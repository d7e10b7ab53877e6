//! Shared types for the Sandframe workspace: error enums and identifiers.

pub mod errors;
pub mod id;

pub use errors::{ConfigError, ProtocolError, SandframeError, SurfaceError};
pub use id::{new_id, SessionId};

pub type Result<T> = std::result::Result<T, SandframeError>;
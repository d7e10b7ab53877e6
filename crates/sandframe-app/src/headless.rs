//! Headless driver: in-memory surfaces on a tokio runtime.

use std::time::{Duration, Instant};

use sandframe_webview::{BridgeSession, HeadlessBackend, SessionOptions};
use tokio::io::{AsyncBufRead, AsyncBufReadExt, AsyncWrite, AsyncWriteExt};
use tokio::time::MissedTickBehavior;
use tracing::{debug, info};

use crate::transport::{encode_line, parse_host_line};

/// Run a session until input closes and no timer or frame is outstanding.
pub async fn run<R, W>(
    reader: R,
    mut writer: W,
    options: SessionOptions,
    frame_interval: Duration,
) -> std::io::Result<()>
where
    R: AsyncBufRead + Unpin,
    W: AsyncWrite + Unpin,
{
    let mut session = BridgeSession::new(HeadlessBackend::new(), options);
    session.start();

    let mut lines = reader.lines();
    let mut input_open = true;
    let mut frames = tokio::time::interval(frame_interval);
    frames.set_missed_tick_behavior(MissedTickBehavior::Skip);

    loop {
        let events = session.backend().drain_events();
        for event in events {
            session.handle_surface_event(event);
        }
        flush(&mut session, &mut writer).await?;

        let deadline = session.next_deadline();
        if !input_open && deadline.is_none() && !session.wants_animation_frame() {
            break;
        }
        let sleep_target = deadline
            .map(tokio::time::Instant::from_std)
            .unwrap_or_else(|| tokio::time::Instant::now() + frame_interval);

        tokio::select! {
            line = lines.next_line(), if input_open => match line? {
                Some(line) => {
                    if let Some(message) = parse_host_line(&line) {
                        session.handle_host_message(message, Instant::now());
                    }
                }
                None => {
                    debug!("host input closed");
                    input_open = false;
                }
            },
            _ = tokio::time::sleep_until(sleep_target), if deadline.is_some() => {
                session.poll_timers(Instant::now());
            }
            _ = frames.tick(), if session.wants_animation_frame() => {
                session.animation_frame();
            }
        }
    }

    info!(session = %session.id(), "headless session finished");
    Ok(())
}

async fn flush<W: AsyncWrite + Unpin>(
    session: &mut BridgeSession<HeadlessBackend>,
    writer: &mut W,
) -> std::io::Result<()> {
    let messages = session.drain_outbox();
    if messages.is_empty() {
        return Ok(());
    }
    for message in &messages {
        writer.write_all(encode_line(message).as_bytes()).await?;
    }
    writer.flush().await
}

######

Set down exactly the lines of the listing above, from the line holding "return Ok(());" through its last line, with nothing added.

        return Ok(());
    }
    for message in &messages {
        writer.write_all(encode_line(message).as_bytes()).await?;
    }
    writer.flush().await
}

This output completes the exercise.